A) Sequence of human C99 with numbering based either on C99 only (sites 1-99) or on the parent full-length amyloid precursor protein (672-770). Green lines indicate boundaries of secondary structural elements as determined in this work from analysis of the backbone NMR resonance chemical shifts and paramagnetic data. Amino acids in the C-loop previously identified as being involved in transient amide backbone hydrogen bonding are identified in red.⁴⁹ B) Topology of C99 in SCOR bicelles as mapped by site-specific TROSY NMR peak linebroadening due to site access by lipophilic (16-DSA) or aqueous (Gd-DTPA) paramagnetic probes. Mean intensity ratios (probe-exposed versus control peak height) are presented for 16-DSA (red) and Gd-DTPA (black). The U-¹⁵N-C99 concentrations for all experiments were between ~200 and 400 μM in 5-10 wt% SCOR bicelles, q = 0.33, in NMR buffer. Error bars for these n=3 data are not shown here (to avoid clutter), but are displayed in Figure S6. C) Effect on C99 peak intensities of adding both excess 16-DSA (to 12 mol %), and Gd-DTPA (to 3mM) to a 300μM U-¹⁵N-C99 sample in 7 wt % SCOR bicelles and NMR buffer at 45 °C. n=1 D) CLEANEX-PM amide exchange analysis of peak height ratios for a 50 ms mixing time experiment. Ratios are of 50 ms mixing time versus no mixing time.
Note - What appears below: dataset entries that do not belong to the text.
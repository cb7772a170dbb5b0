use crate::config::TelemetryConfig;
use std::fmt;
use tracing_subscriber::filter::ParseError;
use tracing_subscriber::EnvFilter;

#[derive(Debug)]
pub enum TelemetryError {
    EnvFilter { value: String, source: ParseError },
    Subscriber(Box<dyn std::error::Error + Send + Sync>),
}

impl fmt::Display for TelemetryError {
    fn fmt(&self, f: &mut fmt::Formatter<'_>) -> fmt::Result {
        match self {
            TelemetryError::EnvFilter { value, .. } => {
                write!(f, "invalid log level/filter '{}'", value)
            }
            TelemetryError::Subscriber(err) => write!(f, "subscriber already installed: {err}"),
        }
    }
}

impl std::error::Error for TelemetryError {
    fn source(&self) -> Option<&(dyn std::error::Error + 'static)> {
        match self {
            TelemetryError::EnvFilter { source, .. } => Some(source),
            TelemetryError::Subscriber(err) => Some(&**err),
        }
    }
}

/// `RUST_LOG` wins over the configured level when it parses.
fn env_filter(config: &TelemetryConfig) -> Result<EnvFilter, TelemetryError> {
    match EnvFilter::try_from_default_env() {
        Ok(filter) => Ok(filter),
        Err(_) => EnvFilter::try_new(&config.log_level).map_err(|source| {
            TelemetryError::EnvFilter {
                value: config.log_level.clone(),
                source,
            }
        }),
    }
}

pub fn init(config: &TelemetryConfig) -> Result<(), TelemetryError> {
    let filter = env_filter(config)?;

    tracing_subscriber::fmt()
        .with_env_filter(filter)
        .with_target(false)
        .compact()
        .with_ansi(false)
        .try_init()
        .map_err(TelemetryError::Subscriber)
}

#[cfg(test)]
mod tests {
    use super::*;

    #[test]
    fn rejects_malformed_filter_directives() {
        if std::env::var("RUST_LOG").is_ok() {
            return;
        }
        let config = TelemetryConfig {
            log_level: "result_engine=loud".to_string(),
        };
        match env_filter(&config) {
            Err(TelemetryError::EnvFilter { value, .. }) => assert_eq!(value, "result_engine=loud"),
            other => panic!("expected filter error, got {other:?}"),
        }
    }
}
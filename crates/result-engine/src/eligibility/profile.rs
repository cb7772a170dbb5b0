use crate::error::EngineError;
use crate::planner::round_to_hundredths;
use crate::transcript::TranscriptStore;
use serde::{Deserialize, Serialize};

/// SGPA earned in one completed semester.
#[derive(Debug, Clone, Copy, PartialEq, Serialize, Deserialize)]
pub struct SemesterGrade {
    pub semester: u8,
    pub sgpa: f64,
}

/// Academic standing used for placement checks and planning.
///
/// The semester history is strictly ascending by semester index.
#[derive(Debug, Clone, PartialEq, Serialize, Deserialize)]
#[serde(try_from = "ProfileInput")]
pub struct StudentProfile {
    cgpa: f64,
    backlog_count: u32,
    semester_history: Vec<SemesterGrade>,
}

#[derive(Deserialize)]
struct ProfileInput {
    cgpa: f64,
    backlog_count: u32,
    #[serde(default)]
    semester_history: Vec<SemesterGrade>,
}

impl TryFrom<ProfileInput> for StudentProfile {
    type Error = EngineError;

    fn try_from(input: ProfileInput) -> Result<Self, Self::Error> {
        Self::new(input.cgpa, input.backlog_count, input.semester_history)
    }
}

impl StudentProfile {
    pub fn new(
        cgpa: f64,
        backlog_count: u32,
        semester_history: Vec<SemesterGrade>,
    ) -> Result<Self, EngineError> {
        if !cgpa.is_finite() {
            return Err(EngineError::invalid("cgpa", "must be a finite number"));
        }
        if let Some(pair) = semester_history
            .windows(2)
            .find(|pair| pair[0].semester >= pair[1].semester)
        {
            return Err(EngineError::invalid(
                "semester_history",
                format!(
                    "semester {} follows semester {}; history must be strictly ascending",
                    pair[1].semester, pair[0].semester
                ),
            ));
        }
        if let Some(grade) = semester_history.iter().find(|grade| !grade.sgpa.is_finite()) {
            return Err(EngineError::invalid(
                "semester_history",
                format!("semester {} has a non-numeric SGPA", grade.semester),
            ));
        }

        Ok(Self {
            cgpa,
            backlog_count,
            semester_history,
        })
    }

    /// Credit-weighted CGPA (two decimals), failing subjects as backlogs, and the SGPA history.
    pub fn from_transcript(store: &dyn TranscriptStore) -> Result<Self, EngineError> {
        let mut history = Vec::new();
        let mut weighted = 0.0;
        let mut credits = 0.0;
        let mut backlog_count = 0u32;

        for index in store.semesters() {
            let semester = store.semester(index)?;
            weighted += semester.sgpa * f64::from(semester.credits);
            credits += f64::from(semester.credits);
            backlog_count += semester.backlogs().count() as u32;
            history.push(SemesterGrade {
                semester: index,
                sgpa: semester.sgpa,
            });
        }

        if history.is_empty() {
            return Err(EngineError::EmptyDataSet);
        }

        let cgpa = if credits > 0.0 {
            weighted / credits
        } else {
            history.iter().map(|grade| grade.sgpa).sum::<f64>() / history.len() as f64
        };

        Self::new(round_to_hundredths(cgpa), backlog_count, history)
    }

    pub fn cgpa(&self) -> f64 {
        self.cgpa
    }

    pub fn backlog_count(&self) -> u32 {
        self.backlog_count
    }

    pub fn semester_history(&self) -> &[SemesterGrade] {
        &self.semester_history
    }

    /// SGPAs in semester order, the shape the target planner takes.
    pub fn sgpa_history(&self) -> Vec<f64> {
        self.semester_history.iter().map(|grade| grade.sgpa).collect()
    }
}
use result_engine::eligibility::{EligibilityDecision, EligibilityReason};
use result_engine::ingest::IngestSummary;
use result_engine::planner::SurvivalRules;
use result_engine::transcript::{SemesterTranscript, SubjectResult};
use serde::Serialize;

/// A recruiter row as the student dashboard shows it.
#[derive(Debug, Clone, Serialize)]
pub(crate) struct EligibilityView {
    pub(crate) company: String,
    pub(crate) package: String,
    pub(crate) eligible: bool,
    pub(crate) reasons: Vec<EligibilityReason>,
    pub(crate) notes: Vec<String>,
}

impl From<EligibilityDecision> for EligibilityView {
    fn from(decision: EligibilityDecision) -> Self {
        let notes = decision
            .reasons
            .iter()
            .map(|reason| match reason {
                EligibilityReason::Cgpa => format!("Need {} CGPA", decision.rule.min_cgpa),
                EligibilityReason::Backlogs => {
                    format!("Max {} Backlog", decision.rule.max_backlogs)
                }
            })
            .collect();

        Self {
            company: decision.rule.name,
            package: decision.rule.package_value,
            eligible: decision.eligible,
            reasons: decision.reasons,
            notes,
        }
    }
}

#[derive(Debug, Clone, Serialize)]
pub(crate) struct TranscriptView {
    pub(crate) semester: u8,
    pub(crate) sgpa: f64,
    pub(crate) credits: u16,
    pub(crate) verdict: &'static str,
    pub(crate) subjects: Vec<SubjectResult>,
}

impl TranscriptView {
    pub(crate) fn new(semester: u8, transcript: SemesterTranscript) -> Self {
        Self {
            semester,
            sgpa: transcript.sgpa,
            credits: transcript.credits,
            verdict: semester_verdict(&transcript),
            subjects: transcript.subjects,
        }
    }
}

pub(crate) fn semester_verdict(transcript: &SemesterTranscript) -> &'static str {
    if transcript.has_backlog() {
        "FAIL / BACKLOG"
    } else {
        "PASS"
    }
}

pub(crate) fn upload_notice(summary: &IngestSummary) -> String {
    let aggregate = &summary.aggregate;
    format!(
        "Processed {} records for {}. Pass: {}, Fail: {}, Avg: {}",
        summary.total_rows,
        aggregate.name,
        aggregate.pass_count,
        aggregate.fail_count,
        aggregate.average_score
    )
}

pub(crate) fn unattainable_notice(rules: &SurvivalRules) -> String {
    format!("Impossible (>{})", rules.external_max)
}
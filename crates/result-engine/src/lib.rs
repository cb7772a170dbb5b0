//! Academic performance engine behind the result dashboard.
//!
//! Mark sheets are folded into per-subject aggregates ([`ingest`], [`subjects`]), students are
//! matched against recruiter thresholds ([`eligibility`]) and two planners answer what grades
//! are still needed ([`planner`]). Historical results come from a read-only [`transcript`]
//! store. Thresholds and reference data are injected through [`config`].

pub mod config;
pub mod eligibility;
pub mod error;
pub mod ingest;
pub mod planner;
pub mod subjects;
pub mod telemetry;
pub mod transcript;
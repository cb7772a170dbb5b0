use super::round_to_hundredths;
use crate::error::EngineError;
use serde::Serialize;

/// Semesters in a standard undergraduate programme.
pub const DEFAULT_PROGRAM_LENGTH: u8 = 8;
/// Top of the grade-point scale.
pub const DEFAULT_GRADE_SCALE_MAX: f64 = 10.0;

/// Works out the SGPA the remaining semesters must average to reach a target CGPA.
#[derive(Debug, Clone, Copy, PartialEq, Eq)]
pub struct TargetCgpaPlanner {
    program_length: u8,
}

impl Default for TargetCgpaPlanner {
    fn default() -> Self {
        Self::new(DEFAULT_PROGRAM_LENGTH)
    }
}

impl TargetCgpaPlanner {
    pub fn new(program_length: u8) -> Self {
        Self { program_length }
    }

    pub fn program_length(&self) -> u8 {
        self.program_length
    }

    /// `(target * length - sum(history)) / remaining`, rounded to two decimals.
    ///
    /// The raw figure is returned even when negative or above the grade scale; use
    /// [`TargetOutlook::classify`] to interpret it.
    pub fn required_remaining_average(
        &self,
        history: &[f64],
        target: f64,
    ) -> Result<f64, EngineError> {
        let completed = history.len();
        let program_length = usize::from(self.program_length);
        if completed >= program_length {
            return Err(EngineError::NoRemainingSemesters {
                completed,
                program_length: self.program_length,
            });
        }
        if !target.is_finite() {
            return Err(EngineError::invalid("target", "must be a finite number"));
        }
        if let Some(position) = history.iter().position(|sgpa| !sgpa.is_finite()) {
            return Err(EngineError::invalid(
                "history",
                format!("semester {} has a non-numeric SGPA", position + 1),
            ));
        }

        let earned: f64 = history.iter().sum();
        let remaining = (program_length - completed) as f64;
        let required = (target * f64::from(self.program_length) - earned) / remaining;
        Ok(round_to_hundredths(required))
    }
}

/// How a required remaining average compares to the grade scale.
#[derive(Debug, Clone, Copy, PartialEq, Eq, Serialize)]
#[serde(rename_all = "snake_case")]
pub enum TargetOutlook {
    /// Target is met even with zero in every remaining semester.
    AlreadySecured,
    Attainable,
    BeyondScale,
}

impl TargetOutlook {
    pub fn classify(required: f64, scale_max: f64) -> Self {
        if required <= 0.0 {
            TargetOutlook::AlreadySecured
        } else if required > scale_max {
            TargetOutlook::BeyondScale
        } else {
            TargetOutlook::Attainable
        }
    }
}
use serde::{Deserialize, Serialize};

/// One spreadsheet cell as handed over by the tabular parser.
#[derive(Debug, Clone, PartialEq, Serialize, Deserialize)]
#[serde(untagged)]
pub enum CellValue {
    Number(f64),
    Text(String),
    Blank,
}

impl CellValue {
    /// Classifies a raw text cell; numeric-looking text becomes a `Number`.
    pub fn from_raw(raw: &str) -> Self {
        let trimmed = raw.trim();
        if trimmed.is_empty() {
            return CellValue::Blank;
        }
        match parse_finite(trimmed) {
            Some(value) => CellValue::Number(value),
            None => CellValue::Text(trimmed.to_string()),
        }
    }

    /// Numeric coercion used for mark columns. Blank, non-numeric and non-finite cells yield `None`.
    pub fn as_number(&self) -> Option<f64> {
        match self {
            CellValue::Number(value) if value.is_finite() => Some(*value),
            CellValue::Number(_) | CellValue::Blank => None,
            CellValue::Text(text) => parse_finite(text.trim()),
        }
    }
}

fn parse_finite(value: &str) -> Option<f64> {
    value
        .parse::<f64>()
        .ok()
        .filter(|parsed| parsed.is_finite())
}

impl From<f64> for CellValue {
    fn from(value: f64) -> Self {
        CellValue::Number(value)
    }
}

impl From<&str> for CellValue {
    fn from(value: &str) -> Self {
        CellValue::Text(value.to_string())
    }
}

/// A raw mark-sheet row: column header to cell, in header order.
#[derive(Debug, Clone, Default, PartialEq, Serialize, Deserialize)]
#[serde(transparent)]
pub struct MarkRecord {
    cells: Vec<(String, CellValue)>,
}

impl MarkRecord {
    pub fn new() -> Self {
        Self::default()
    }

    pub fn with(mut self, column: impl Into<String>, value: impl Into<CellValue>) -> Self {
        self.push(column, value);
        self
    }

    pub fn push(&mut self, column: impl Into<String>, value: impl Into<CellValue>) {
        self.cells.push((column.into(), value.into()));
    }

    pub fn columns(&self) -> impl Iterator<Item = &str> {
        self.cells.iter().map(|(column, _)| column.as_str())
    }

    pub fn get(&self, column: &str) -> Option<&CellValue> {
        self.cells
            .iter()
            .find(|(name, _)| name == column)
            .map(|(_, value)| value)
    }
}

impl FromIterator<(String, CellValue)> for MarkRecord {
    fn from_iter<T: IntoIterator<Item = (String, CellValue)>>(iter: T) -> Self {
        Self {
            cells: iter.into_iter().collect(),
        }
    }
}

/// Rows of a sheet together with its header line.
#[derive(Debug, Clone, Default, PartialEq)]
pub struct MarkSheet {
    pub headers: Vec<String>,
    pub rows: Vec<MarkRecord>,
}
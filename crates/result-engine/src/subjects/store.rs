use super::domain::SubjectAggregate;
use serde::Serialize;
use std::sync::RwLock;

/// Where an upserted aggregate landed in iteration order.
#[derive(Debug, Clone, Copy, PartialEq, Eq, Serialize)]
#[serde(tag = "kind", rename_all = "snake_case")]
pub enum UpsertOutcome {
    Inserted { position: usize },
    Replaced { position: usize },
}

/// Storage abstraction for the subject map so hosts can choose how long it lives.
///
/// `upsert` must replace a record atomically with respect to `all`.
pub trait SubjectStore: Send + Sync {
    fn upsert(&self, aggregate: SubjectAggregate) -> Result<UpsertOutcome, StoreError>;
    fn all(&self) -> Result<Vec<SubjectAggregate>, StoreError>;
}

#[derive(Debug, thiserror::Error)]
pub enum StoreError {
    #[error("subject store unavailable: {0}")]
    Unavailable(String),
}

/// Insertion-ordered subject list behind a single reader/writer lock.
#[derive(Debug, Default)]
pub struct InMemorySubjectStore {
    subjects: RwLock<Vec<SubjectAggregate>>,
}

impl InMemorySubjectStore {
    pub fn new() -> Self {
        Self::default()
    }

    /// Builds a store from seed aggregates, collapsing duplicate names the way `upsert` does.
    pub fn seeded<I>(seed: I) -> Self
    where
        I: IntoIterator<Item = SubjectAggregate>,
    {
        let mut subjects = Vec::new();
        for aggregate in seed {
            upsert_in_place(&mut subjects, aggregate);
        }
        Self {
            subjects: RwLock::new(subjects),
        }
    }
}

fn upsert_in_place(
    subjects: &mut Vec<SubjectAggregate>,
    aggregate: SubjectAggregate,
) -> UpsertOutcome {
    match subjects
        .iter()
        .position(|existing| existing.name == aggregate.name)
    {
        Some(position) => {
            subjects[position] = aggregate;
            UpsertOutcome::Replaced { position }
        }
        None => {
            subjects.push(aggregate);
            UpsertOutcome::Inserted {
                position: subjects.len() - 1,
            }
        }
    }
}

impl SubjectStore for InMemorySubjectStore {
    fn upsert(&self, aggregate: SubjectAggregate) -> Result<UpsertOutcome, StoreError> {
        let mut guard = self
            .subjects
            .write()
            .map_err(|_| StoreError::Unavailable("subject lock poisoned".to_string()))?;
        Ok(upsert_in_place(&mut guard, aggregate))
    }

    fn all(&self) -> Result<Vec<SubjectAggregate>, StoreError> {
        let guard = self
            .subjects
            .read()
            .map_err(|_| StoreError::Unavailable("subject lock poisoned".to_string()))?;
        Ok(guard.clone())
    }
}
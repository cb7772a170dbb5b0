mod cli;
mod commands;
mod infra;
mod routes;
mod server;
mod views;

use result_engine::error::AppError;

pub async fn run() -> Result<(), AppError> {
    cli::run().await
}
E) NMR ¹⁵N T1/T2 relaxation time ratios for the cytosolic domain of C99. T1 and T2 analyses are derived from a 300 μM U-¹⁵N-C99 sample in 5 wt % SCOR bicelles q=0.33 in NMR buffer at 45 °C. n=1 F) Intensity ratios for ¹H-¹⁵N NOE signals from a 300 μM C99 sample in 10 wt % SCOR bicelles, q=0.33, in NMR buffer at 45 °C. n=2 Small negative values in B are residues which were not assigned or were too broad; for C-F, these values are represented by small negative blue bars.